• TASK GOAL:
For the data below, give the number of lines containing "policy" and nothing more.
DATA EXCERPTS Block Start
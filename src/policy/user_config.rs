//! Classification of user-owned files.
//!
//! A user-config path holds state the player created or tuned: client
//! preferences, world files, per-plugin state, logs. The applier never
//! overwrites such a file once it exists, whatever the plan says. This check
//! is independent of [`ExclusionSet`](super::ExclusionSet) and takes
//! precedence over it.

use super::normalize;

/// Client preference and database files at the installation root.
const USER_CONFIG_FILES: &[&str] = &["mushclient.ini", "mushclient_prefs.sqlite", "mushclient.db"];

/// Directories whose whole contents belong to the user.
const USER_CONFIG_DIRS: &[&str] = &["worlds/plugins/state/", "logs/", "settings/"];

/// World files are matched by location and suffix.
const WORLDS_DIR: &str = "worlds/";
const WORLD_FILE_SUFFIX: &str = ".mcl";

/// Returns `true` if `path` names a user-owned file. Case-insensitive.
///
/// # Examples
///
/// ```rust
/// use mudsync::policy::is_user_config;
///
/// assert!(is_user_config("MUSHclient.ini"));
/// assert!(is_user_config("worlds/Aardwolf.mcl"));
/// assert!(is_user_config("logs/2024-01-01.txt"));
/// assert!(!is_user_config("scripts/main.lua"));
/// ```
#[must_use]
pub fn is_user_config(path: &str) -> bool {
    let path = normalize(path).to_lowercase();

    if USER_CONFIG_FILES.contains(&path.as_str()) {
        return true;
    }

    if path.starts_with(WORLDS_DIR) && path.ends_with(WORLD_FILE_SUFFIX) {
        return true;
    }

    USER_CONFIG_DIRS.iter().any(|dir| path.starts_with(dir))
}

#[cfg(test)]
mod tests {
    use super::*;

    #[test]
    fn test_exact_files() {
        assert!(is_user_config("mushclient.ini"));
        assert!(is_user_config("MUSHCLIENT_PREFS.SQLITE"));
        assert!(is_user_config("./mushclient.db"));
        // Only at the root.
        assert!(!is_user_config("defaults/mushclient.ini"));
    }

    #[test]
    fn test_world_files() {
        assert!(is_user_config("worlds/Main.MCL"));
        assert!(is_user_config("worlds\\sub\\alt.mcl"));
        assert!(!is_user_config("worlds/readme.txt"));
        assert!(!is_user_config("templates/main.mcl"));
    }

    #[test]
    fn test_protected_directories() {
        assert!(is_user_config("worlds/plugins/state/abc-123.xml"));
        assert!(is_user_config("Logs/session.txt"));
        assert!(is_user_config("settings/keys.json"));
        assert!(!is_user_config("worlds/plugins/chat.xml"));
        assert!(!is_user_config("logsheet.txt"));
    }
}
DATA EXCERPTS Block End
DATA EXCERPTS Block Start
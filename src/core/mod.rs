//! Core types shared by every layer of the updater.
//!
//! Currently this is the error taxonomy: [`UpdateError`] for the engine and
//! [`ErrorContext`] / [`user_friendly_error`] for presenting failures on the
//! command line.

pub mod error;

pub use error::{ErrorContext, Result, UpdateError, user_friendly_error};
DATA EXCERPTS Block End
DATA EXCERPTS Block Start
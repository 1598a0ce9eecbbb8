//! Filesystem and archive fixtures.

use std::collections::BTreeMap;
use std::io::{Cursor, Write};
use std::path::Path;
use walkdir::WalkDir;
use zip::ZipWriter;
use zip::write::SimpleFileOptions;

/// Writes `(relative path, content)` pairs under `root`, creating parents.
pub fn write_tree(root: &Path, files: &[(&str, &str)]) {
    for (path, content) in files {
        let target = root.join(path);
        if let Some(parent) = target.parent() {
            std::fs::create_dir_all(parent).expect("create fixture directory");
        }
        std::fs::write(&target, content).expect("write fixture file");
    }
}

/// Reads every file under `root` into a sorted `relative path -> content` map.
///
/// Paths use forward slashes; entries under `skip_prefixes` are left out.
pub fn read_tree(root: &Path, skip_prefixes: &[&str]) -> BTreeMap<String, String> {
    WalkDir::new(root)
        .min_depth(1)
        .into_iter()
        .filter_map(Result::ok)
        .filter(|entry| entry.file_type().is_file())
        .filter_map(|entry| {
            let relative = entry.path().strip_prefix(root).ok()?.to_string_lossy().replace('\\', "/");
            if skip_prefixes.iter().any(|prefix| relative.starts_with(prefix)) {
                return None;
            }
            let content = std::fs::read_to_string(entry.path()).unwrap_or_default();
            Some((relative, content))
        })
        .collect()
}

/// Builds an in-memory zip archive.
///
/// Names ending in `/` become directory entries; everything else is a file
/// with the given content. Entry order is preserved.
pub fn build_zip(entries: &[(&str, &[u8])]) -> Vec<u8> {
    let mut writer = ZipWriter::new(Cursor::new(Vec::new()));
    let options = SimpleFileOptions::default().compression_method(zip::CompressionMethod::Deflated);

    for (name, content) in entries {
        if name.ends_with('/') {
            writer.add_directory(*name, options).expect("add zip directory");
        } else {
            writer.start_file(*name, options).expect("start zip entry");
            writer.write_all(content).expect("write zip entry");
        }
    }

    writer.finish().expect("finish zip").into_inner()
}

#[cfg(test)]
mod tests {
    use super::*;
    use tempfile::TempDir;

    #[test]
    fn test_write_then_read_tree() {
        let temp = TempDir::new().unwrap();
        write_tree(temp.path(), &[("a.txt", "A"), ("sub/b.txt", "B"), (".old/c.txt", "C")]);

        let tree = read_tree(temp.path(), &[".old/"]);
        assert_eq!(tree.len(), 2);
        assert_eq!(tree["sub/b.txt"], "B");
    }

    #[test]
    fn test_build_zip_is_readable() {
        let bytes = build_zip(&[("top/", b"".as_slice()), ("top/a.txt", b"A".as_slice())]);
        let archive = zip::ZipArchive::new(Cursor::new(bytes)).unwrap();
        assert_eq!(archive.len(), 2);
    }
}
DATA EXCERPTS Block End
• ANSWER FOR THE TASK:
2